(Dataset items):
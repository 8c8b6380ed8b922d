use std::io::Write;

use crate::cli::context::Context;
use crate::core::errors::Result;
use crate::core::services::link_service::LinkService;

/// Execute the `keylink authorized-keys` command.
///
/// Prints the stored blob verbatim, suitable for sshd's
/// `AuthorizedKeysCommand`. Prints nothing when unlinked.
pub fn execute(ctx: &Context) -> Result<()> {
    let service = LinkService::new(ctx.param_store())?;
    let Some(account) = service.account()? else {
        return Ok(());
    };

    let mut stdout = std::io::stdout().lock();
    stdout.write_all(account.keys.as_bytes())?;
    if !account.keys.ends_with('\n') {
        stdout.write_all(b"\n")?;
    }
    stdout.flush()?;
    Ok(())
}
pub mod link_service;
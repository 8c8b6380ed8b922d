pub mod file_param_store;
#[cfg(test)]
pub mod memory_param_store;
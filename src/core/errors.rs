use std::path::PathBuf;

/// All domain errors for keylink.
///
/// Each variant provides enough context to diagnose the issue
/// without needing a debugger.
#[derive(Debug, thiserror::Error)]
pub enum KeylinkError {
    #[error(
        "Could not read parameter '{key}' from {path}\n\n  \
         Check that the params directory is readable.\n  \
         Run 'keylink status --verbose' to see which directory is in use."
    )]
    ParamRead { key: String, path: PathBuf },

    #[error(
        "Could not write parameter '{key}' to {path}: {reason}\n\n  \
         Check that the params directory exists and is writable.\n  \
         Use --params-dir to point keylink at another location."
    )]
    ParamWrite {
        key: String,
        path: PathBuf,
        reason: String,
    },

    #[error("Invalid parameter name '{key}': only letters, digits and '_' are allowed")]
    InvalidParamKey { key: String },

    #[error(
        "Account '{username}' is already linked\n\n  \
         Unlink it first: keylink unlink"
    )]
    AlreadyLinked { username: String },

    #[error(
        "Account was not linked\n\n  \
         Check the username and try again: keylink link <username>"
    )]
    NotLinked,

    #[error("Invalid configuration: {detail}")]
    InvalidConfig { detail: String },

    #[error("HTTP client error: {reason}")]
    HttpClient { reason: String },

    #[error("Failed to render JSON: {0}")]
    Json(#[from] serde_json::Error),

    #[error(transparent)]
    Io(#[from] std::io::Error),
}

/// Convenience alias used throughout the crate.
pub type Result<T> = std::result::Result<T, KeylinkError>;
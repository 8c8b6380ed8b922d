use base64::Engine;
use base64::engine::general_purpose::{STANDARD, STANDARD_NO_PAD};
use serde::Serialize;
use sha2::{Digest, Sha256};

/// A linked account as persisted: the username and the key blob exactly
/// as the host returned it.
#[derive(Debug, Clone, PartialEq, Eq)]
pub struct LinkedAccount {
    pub username: String,
    pub keys: String,
}

impl LinkedAccount {
    /// Individual key lines of the blob, for display.
    ///
    /// Blank lines and `#` comments are skipped. Nothing is validated.
    pub fn key_lines(&self) -> Vec<PublicKeyLine> {
        self.keys.lines().filter_map(PublicKeyLine::parse).collect()
    }
}

/// One `authorized_keys`-style line: `<algorithm> <base64 blob> [comment]`.
#[derive(Debug, Clone, PartialEq, Eq, Serialize)]
pub struct PublicKeyLine {
    pub algorithm: String,
    pub comment: Option<String>,
    /// `SHA256:...` fingerprint as printed by `ssh-keygen -l`, when the
    /// blob decodes.
    pub fingerprint: Option<String>,
}

impl PublicKeyLine {
    fn parse(line: &str) -> Option<Self> {
        let trimmed = line.trim();
        if trimmed.is_empty() || trimmed.starts_with('#') {
            return None;
        }

        let mut fields = trimmed.split_whitespace();
        let algorithm = fields.next()?.to_string();
        let blob = fields.next();
        let comment = fields.collect::<Vec<_>>().join(" ");

        Some(Self {
            algorithm,
            comment: (!comment.is_empty()).then_some(comment),
            fingerprint: blob.and_then(fingerprint),
        })
    }
}

fn fingerprint(blob: &str) -> Option<String> {
    let raw = STANDARD.decode(blob).ok()?;
    let digest = Sha256::digest(&raw);
    Some(format!("SHA256:{}", STANDARD_NO_PAD.encode(digest)))
}

impl std::fmt::Display for PublicKeyLine {
    fn fmt(&self, f: &mut std::fmt::Formatter<'_>) -> std::fmt::Result {
        write!(f, "{}", self.algorithm)?;
        if let Some(fp) = &self.fingerprint {
            write!(f, " {fp}")?;
        }
        if let Some(comment) = &self.comment {
            write!(f, " ({comment})")?;
        }
        Ok(())
    }
}
use std::sync::LazyLock;

use regex::Regex;

use crate::core::errors::Result;
use crate::core::models::alert::Alert;
use crate::core::models::fetch_outcome::FetchOutcome;
use crate::core::models::link_state::{ButtonView, LinkState};
use crate::core::models::linked_account::LinkedAccount;
use crate::core::traits::param_store::ParamStore;

/// Parameter holding the linked username.
pub const USERNAME_PARAM: &str = "GithubUsername";

/// Parameter holding the fetched key blob.
pub const KEYS_PARAM: &str = "GithubSshKeys";

/// Title of the username prompt.
pub const PROMPT_TITLE: &str = "Enter your GitHub username";

/// Shown next to the control before the user is prompted.
pub const LINK_WARNING: &str = "Warning: This grants SSH access to all public keys in your \
     GitHub settings. Never enter a GitHub username other than your own. \
     Nobody will ever legitimately ask you to add their GitHub username.";

/// Characters that cannot alter the request path.
static USERNAME_RULE: LazyLock<Regex> = LazyLock::new(|| {
    Regex::new(r"^[A-Za-z0-9_][A-Za-z0-9._-]*$").expect("username pattern compiles")
});

/// One UI event delivered to the control.
#[derive(Debug, Clone, PartialEq, Eq)]
pub enum LinkEvent {
    Clicked,
    UsernameSubmitted(String),
    PromptDismissed,
    FetchFinished {
        username: String,
        outcome: FetchOutcome,
    },
}

/// Work the driver must perform on behalf of the control, in order.
#[derive(Debug, Clone, PartialEq, Eq)]
pub enum Effect {
    PromptUsername,
    StartFetch { username: String },
    Alert(Alert),
    Render,
}

/// The linked-account button as a state machine.
///
/// `handle` is the single entry point for UI events; it mutates persisted
/// state through the `ParamStore` and returns the effects the driver must
/// carry out. At most one fetch is in flight: clicks are ignored while
/// loading.
pub struct LinkService<P: ParamStore> {
    store: P,
    state: LinkState,
}

impl<P: ParamStore> LinkService<P> {
    /// Build the control from persisted state.
    pub fn new(store: P) -> Result<Self> {
        let mut service = Self {
            store,
            state: LinkState::Unlinked,
        };
        service.refresh()?;
        Ok(service)
    }

    pub fn state(&self) -> &LinkState {
        &self.state
    }

    pub fn view(&self) -> ButtonView {
        ButtonView::from(&self.state)
    }

    #[cfg(test)]
    pub fn store(&self) -> &P {
        &self.store
    }

    /// Re-read persisted fields. Linked only when both are non-empty.
    pub fn refresh(&mut self) -> Result<&LinkState> {
        self.state = match self.account()? {
            Some(account) => LinkState::Linked {
                username: account.username,
            },
            None => LinkState::Unlinked,
        };
        Ok(&self.state)
    }

    /// The persisted account, if both fields are present.
    pub fn account(&self) -> Result<Option<LinkedAccount>> {
        let keys = self.store.get(KEYS_PARAM)?;
        let username = self.store.get(USERNAME_PARAM)?;
        if keys.is_empty() || username.is_empty() {
            return Ok(None);
        }
        Ok(Some(LinkedAccount { username, keys }))
    }

    /// Dispatch one event.
    pub fn handle(&mut self, event: LinkEvent) -> Result<Vec<Effect>> {
        match event {
            LinkEvent::Clicked => self.on_click(),
            LinkEvent::UsernameSubmitted(raw) => Ok(self.on_username(&raw)),
            LinkEvent::PromptDismissed => Ok(Vec::new()),
            LinkEvent::FetchFinished { username, outcome } => {
                self.on_fetch_finished(&username, outcome)
            }
        }
    }

    fn on_click(&mut self) -> Result<Vec<Effect>> {
        match &self.state {
            LinkState::Unlinked => Ok(vec![Effect::PromptUsername]),
            LinkState::Loading { username } => {
                tracing::debug!(%username, "click ignored while loading");
                Ok(Vec::new())
            }
            LinkState::Linked { username } => {
                tracing::info!(%username, "unlinking account");
                // Keys first: a half-finished unlink must not read as linked.
                self.store.remove(KEYS_PARAM)?;
                self.store.remove(USERNAME_PARAM)?;
                self.refresh()?;
                Ok(vec![Effect::Render])
            }
        }
    }

    fn on_username(&mut self, raw: &str) -> Vec<Effect> {
        if self.state != LinkState::Unlinked {
            tracing::warn!(state = ?self.state, "username submitted outside of prompt");
            return Vec::new();
        }

        let username = raw.trim();
        if username.is_empty() {
            return Vec::new();
        }

        if !USERNAME_RULE.is_match(username) {
            return vec![
                Effect::Alert(Alert::InvalidUsername {
                    username: username.to_string(),
                }),
                Effect::Render,
            ];
        }

        tracing::debug!(%username, "fetching keys");
        self.state = LinkState::Loading {
            username: username.to_string(),
        };
        vec![
            Effect::Render,
            Effect::StartFetch {
                username: username.to_string(),
            },
        ]
    }

    fn on_fetch_finished(&mut self, username: &str, outcome: FetchOutcome) -> Result<Vec<Effect>> {
        match &self.state {
            LinkState::Loading { username: pending } if pending == username => {}
            other => {
                tracing::warn!(%username, state = ?other, "stale fetch result dropped");
                return Ok(Vec::new());
            }
        }

        let mut effects = Vec::new();
        let persisted = match outcome {
            FetchOutcome::Success(body) if !body.is_empty() => self.persist(username, &body),
            FetchOutcome::Success(_) => {
                effects.push(Effect::Alert(Alert::NoKeys {
                    username: username.to_string(),
                }));
                Ok(())
            }
            FetchOutcome::TimedOut => {
                effects.push(Effect::Alert(Alert::TimedOut));
                Ok(())
            }
            FetchOutcome::NotFound => {
                effects.push(Effect::Alert(Alert::UserNotFound {
                    username: username.to_string(),
                }));
                Ok(())
            }
            FetchOutcome::Failed(reason) => {
                effects.push(Effect::Alert(Alert::RequestFailed { reason }));
                Ok(())
            }
        };

        // Always leave Loading, even when the write failed.
        self.refresh()?;
        persisted?;
        effects.push(Effect::Render);
        Ok(effects)
    }

    fn persist(&self, username: &str, keys: &str) -> Result<()> {
        let previous = self.store.get(USERNAME_PARAM)?;

        // Username first: keys are what make the pair read as linked.
        self.store.put(USERNAME_PARAM, username)?;
        if let Err(e) = self.store.put(KEYS_PARAM, keys) {
            self.restore_username(&previous);
            return Err(e);
        }

        tracing::info!(%username, bytes = keys.len(), "account linked");
        Ok(())
    }

    /// Best-effort rollback after a failed keys write, so the pair is not
    /// left half-written.
    fn restore_username(&self, previous: &str) {
        let rollback = if previous.is_empty() {
            self.store.remove(USERNAME_PARAM)
        } else {
            self.store.put(USERNAME_PARAM, previous)
        };
        if let Err(e) = rollback {
            tracing::warn!(error = %e, "could not roll back username after failed keys write");
        }
    }
}
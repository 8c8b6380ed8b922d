use crate::core::errors::Result;
use crate::core::models::alert::Alert;
use crate::core::models::link_state::ButtonView;

/// Port for the UI surface drawing the control.
pub trait Frontend {
    /// Draw the button and the username label.
    fn render(&mut self, view: &ButtonView) -> Result<()>;

    /// Modal text input. `None` when the user dismisses it.
    fn prompt_text(&mut self, title: &str) -> Result<Option<String>>;

    /// Modal message with no answer.
    fn alert(&mut self, alert: &Alert) -> Result<()>;
}
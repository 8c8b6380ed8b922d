pub mod frontend;
pub mod key_fetcher;
pub mod param_store;
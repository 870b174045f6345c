use async_trait::async_trait;
use log::info;
use std::sync::Arc;

use crate::application::commands::command_handler::CommandHandler;
use crate::application::commands::member_commands::*;
use crate::application::services::SessionService;
use gymdock_domain::gateway::MemberDirectory;
use gymdock_domain::member::MemberProfileUpdate;
use gymdock_domain::{DomainError, MemberId};

/// Update member command handler
pub struct UpdateMemberCommandHandler {
    members: Arc<dyn MemberDirectory>,
    session: Arc<SessionService>,
}

impl UpdateMemberCommandHandler {
    pub fn new(members: Arc<dyn MemberDirectory>, session: Arc<SessionService>) -> Self {
        Self { members, session }
    }
}

#[async_trait]
impl CommandHandler<UpdateMemberCommand> for UpdateMemberCommandHandler {
    type Result = UpdateMemberResult;

    async fn handle(&self, cmd: UpdateMemberCommand) -> Result<Self::Result, DomainError> {
        let member_id = MemberId::parse(&cmd.member_id)?;
        let update = MemberProfileUpdate::new(&cmd.name, &cmd.email)?;

        info!("[member] updating member_id={}", member_id);
        self.members.update_member(&member_id, &update).await?;

        // The kiosk's family lookups key on the email, keep it in step
        let session = self.session.current().await?;
        if session.member_id.as_ref() == Some(&member_id) {
            self.session.remember_email(update.email()).await?;
        }

        Ok(UpdateMemberResult { success: true })
    }
}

(Task directions): Give again exactly, and only, the lines above starting at the one with "self.store.put(USERNAME_PARAM, username)?;" and ending at the one with "async fn handle(&self, cmd: UpdateMemberCommand)".

(Answer section):
        self.store.put(USERNAME_PARAM, username)?;
        if let Err(e) = self.store.put(KEYS_PARAM, keys) {
            self.restore_username(&previous);
            return Err(e);
        }

        tracing::info!(%username, bytes = keys.len(), "account linked");
        Ok(())
    }

    /// Best-effort rollback after a failed keys write, so the pair is not
    /// left half-written.
    fn restore_username(&self, previous: &str) {
        let rollback = if previous.is_empty() {
            self.store.remove(USERNAME_PARAM)
        } else {
            self.store.put(USERNAME_PARAM, previous)
        };
        if let Err(e) = rollback {
            tracing::warn!(error = %e, "could not roll back username after failed keys write");
        }
    }
}
repository 8c8b6380ed8b922d
use crate::core::errors::Result;
use crate::core::models::alert::Alert;
use crate::core::models::link_state::ButtonView;

/// Port for the UI surface drawing the control.
pub trait Frontend {
    /// Draw the button and the username label.
    fn render(&mut self, view: &ButtonView) -> Result<()>;

    /// Modal text input. `None` when the user dismisses it.
    fn prompt_text(&mut self, title: &str) -> Result<Option<String>>;

    /// Modal message with no answer.
    fn alert(&mut self, alert: &Alert) -> Result<()>;
}
repository 8c8b6380ed8b922d
pub mod frontend;
pub mod key_fetcher;
pub mod param_store;
repository 870b174045f6345c
use async_trait::async_trait;
use log::info;
use std::sync::Arc;

use crate::application::commands::command_handler::CommandHandler;
use crate::application::commands::member_commands::*;
use crate::application::services::SessionService;
use gymdock_domain::gateway::MemberDirectory;
use gymdock_domain::member::MemberProfileUpdate;
use gymdock_domain::{DomainError, MemberId};

/// Update member command handler
pub struct UpdateMemberCommandHandler {
    members: Arc<dyn MemberDirectory>,
    session: Arc<SessionService>,
}

impl UpdateMemberCommandHandler {
    pub fn new(members: Arc<dyn MemberDirectory>, session: Arc<SessionService>) -> Self {
        Self { members, session }
    }
}

#[async_trait]
impl CommandHandler<UpdateMemberCommand> for UpdateMemberCommandHandler {
    type Result = UpdateMemberResult;

    async fn handle(&self, cmd: UpdateMemberCommand) -> Result<Self::Result, DomainError> {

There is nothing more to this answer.